With the proofs of the book returned to the printers, he was worn out. On 2 October, he left for Ilkley and had treatment at Wells House hydropathic establishment operated by Dr. Edmund Smith, a surgeon and hydropathic doctor. Emma brought their children on 17 October, and the family including Darwin stayed in North House, Wells Terrace, which he rented. Reading the first adverse reviews there, his health worsened with a sprained ankle followed by a swollen leg and face, boils and a rash. He had an "odious time", and wrote of Smith that "he constantly gives me impression, as if he cared very much for the Fee & very little for the patient". By 6 November, he felt worse than when he came. Emma and the children went home on 24 November. Darwin stayed on in the establishment, and for the last ten days of the stay, he felt much better. He returned home on 7 December, and under pressure of work, his health slipped back a bit.

As arguments continued, Darwin had more stomach upsets, and on 28 June 1860, two days before the famous 1860 Oxford evolution debate, he fled to Lane's new hydropathic establishment at Sudbrooke Park, Petersham, near Richmond in Surrey and recuperated as well as reading reports of the debate.

Darwin avoided further hydropathy, perhaps recalling his time at Ilkley, and Lane left the business for a while after selling Sudbrooke Park. In 1863, Darwin's illness worsened seriously, and Emma Darwin persuaded her husband to return to Malvern. His cousin Fox had earlier told him that Gully had suffered a mental breakdown and was unavailable. They arrived on 2 September, but Darwin felt that he was being fobbed off with the supervising physician, Dr. Ayerst. Emma arranged for Dr. Gully to attend and endorse Ayerst's treatment, but by then Darwin's eczema was too raw to bear any water. Darwin had a complete breakdown and on 13 October, left the spa worse than when he arrived. His ill health was the worst he had ever experienced and continued until the start of 1866.

===Continuing illness===
Darwin desperately tried many different therapies, within the limitations of medical science of the time. He took all kinds of medicines, including bismuth compounds and laudanum, and even tried quack therapies, such as electrical stimulation of the abdomen with a shocking belt. On 16 May 1865, he wrote to John Chapman, who was now a qualified specialist in dyspepsia, sickness and psychological medicine. Chapman had sent Darwin a book about a therapy for seasickness of applying ice bags to the small of the back, and Darwin invited him to Down House to try out this therapy. In a manuscript dated 20 May 1865, thought to have been for Chapman, Darwin described his symptoms:

Age 56–57. – For 25 years extreme spasmodic daily & nightly flatulence: occasional vomiting, on two occasions prolonged during months. Vomiting preceded by shivering, hysterical crying, dying sensations or half-faint. & copious very palid urine. Now vomiting & every paroxys[m] of flatulence preceded by singing of ears, rocking, treading on air & vision. focus & black dots – All fatigues, specially reading, brings on these Head symptoms ?? nervousness when E[mma] leaves me ..." [the list continues]

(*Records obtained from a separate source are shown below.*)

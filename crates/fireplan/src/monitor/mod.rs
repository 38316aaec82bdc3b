//! Lifecycle tracking of submitted export jobs.

pub mod events;
pub mod job;
pub mod task_monitor;

pub use events::{NoopObserver, TaskEvent, TaskEventBroadcaster, TaskObserver};
pub use job::{ExportJob, JobHandle, JobState};
pub use task_monitor::{MonitorSettings, TaskMonitor};
use std::sync::Arc;

use log::debug;

use crate::catalog::Category;
use crate::error::RemoteError;
use crate::monitor::ExportJob;
use crate::provider::{ComputeProvider, ComputeRequest, StepOutput};

/// Outcome of dispatching one step.
#[derive(Debug)]
pub struct Submission {
    pub output: StepOutput,
    /// Set for scientific steps only.
    pub job: Option<ExportJob>,
}

/// Dispatches a compute request according to its deliverable's category.
///
/// Scientific steps return as soon as the backend accepts the export; they
/// are never awaited here.
pub struct ExportSubmitter {
    provider: Arc<dyn ComputeProvider>,
}

impl ExportSubmitter {
    pub fn new(provider: Arc<dyn ComputeProvider>) -> Self {
        Self { provider }
    }

    pub async fn submit(&self, request: &ComputeRequest) -> Result<Submission, RemoteError> {
        match request.category {
            Category::Scientific => {
                let ticket = self.provider.submit_export(request).await?;
                debug!(
                    "Export {} submitted as {} -> {}",
                    request.deliverable, ticket.handle, ticket.location
                );
                let job = ExportJob::new(ticket.handle.clone(), &request.deliverable, &ticket.location);
                Ok(Submission {
                    output: StepOutput::Export {
                        location: ticket.location,
                        handle: ticket.handle,
                    },
                    job: Some(job),
                })
            }
            Category::Visual => {
                let url = self.provider.get_thumbnail(request).await?;
                Ok(Submission {
                    output: StepOutput::Preview { url },
                    job: None,
                })
            }
            Category::Statistic => {
                let value = self.provider.compute_statistic(request).await?;
                Ok(Submission {
                    output: StepOutput::Statistic { value },
                    job: None,
                })
            }
        }
    }
}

In his autobiography of 1876, Darwin wrote of his illness, emphasising that it had been brought on by "the excitement" of socialising:

Few persons can have lived a more retired life than we have done. Besides short visits to the houses of relations, and occasionally to the seaside or elsewhere, we have gone nowhere. During the first part of our residence we went a little into society, and received a few friends here; but my health almost always suffered from the excitement, violent shivering and vomiting attacks being thus brought on. I have therefore been compelled for many years to give up all dinner-parties; and this has been somewhat of a deprivation to me, as such parties always put me into high spirits. From the same cause I have been able to invite here very few scientific acquaintances.

My chief enjoyment and sole employment throughout life has been scientific work; and the excitement from such work makes me for the time forget, or drives quite away, my daily discomfort. I have therefore nothing to record during the rest of my life, except the publication of my several books. ...

==Possible causes==

Medical science has tried repeatedly to pinpoint the etiology, and many hypotheses were made. They vary considerably in evidential support; several, including arsenic poisoning and lupus, have been largely abandoned in the subsequent literature, while others remain under active discussion. Proposed causes include:

- Asperger's syndrome (now known as autism spectrum disorder) or other pervasive developmental disorder
- Chagas disease
- Chronic fatigue syndrome
- Crohn's disease
- Cyclic vomiting syndrome
- Lactose intolerance
- Lupus erythematosus
- Mast cell activation syndrome
- Ménière's disease
- Orthostatic intolerance
- Panic disorder with agoraphobia
- Obsessive–compulsive disorder
- Postural orthostatic tachycardia syndrome
- Posttraumatic stress disorder
- Psychosomatic disease
- Tick-borne disease
Diagnoses for Darwin's illness have been uncritically reviewed from a chronological aspect with emphasis on the variety of these diagnoses. More recently, there has been a critical review with emphasis on the maternal (Wedgwood) family history as an indicator of the nature of the illness.

===Psychic causation===
Darwin found that his illness often followed stressful situations, such as the excitement of attending a meeting. Having escaped "smoky dirty London" to his country retreat of the former parsonage of Down House at Downe, he became increasingly reclusive, actually fitting a mirror outside the house, so that he could withdraw when visitors were coming around the corner. When he left, it was mostly to visit friends or relatives, though he did endeavour to meet his obligations to attend scientific meetings.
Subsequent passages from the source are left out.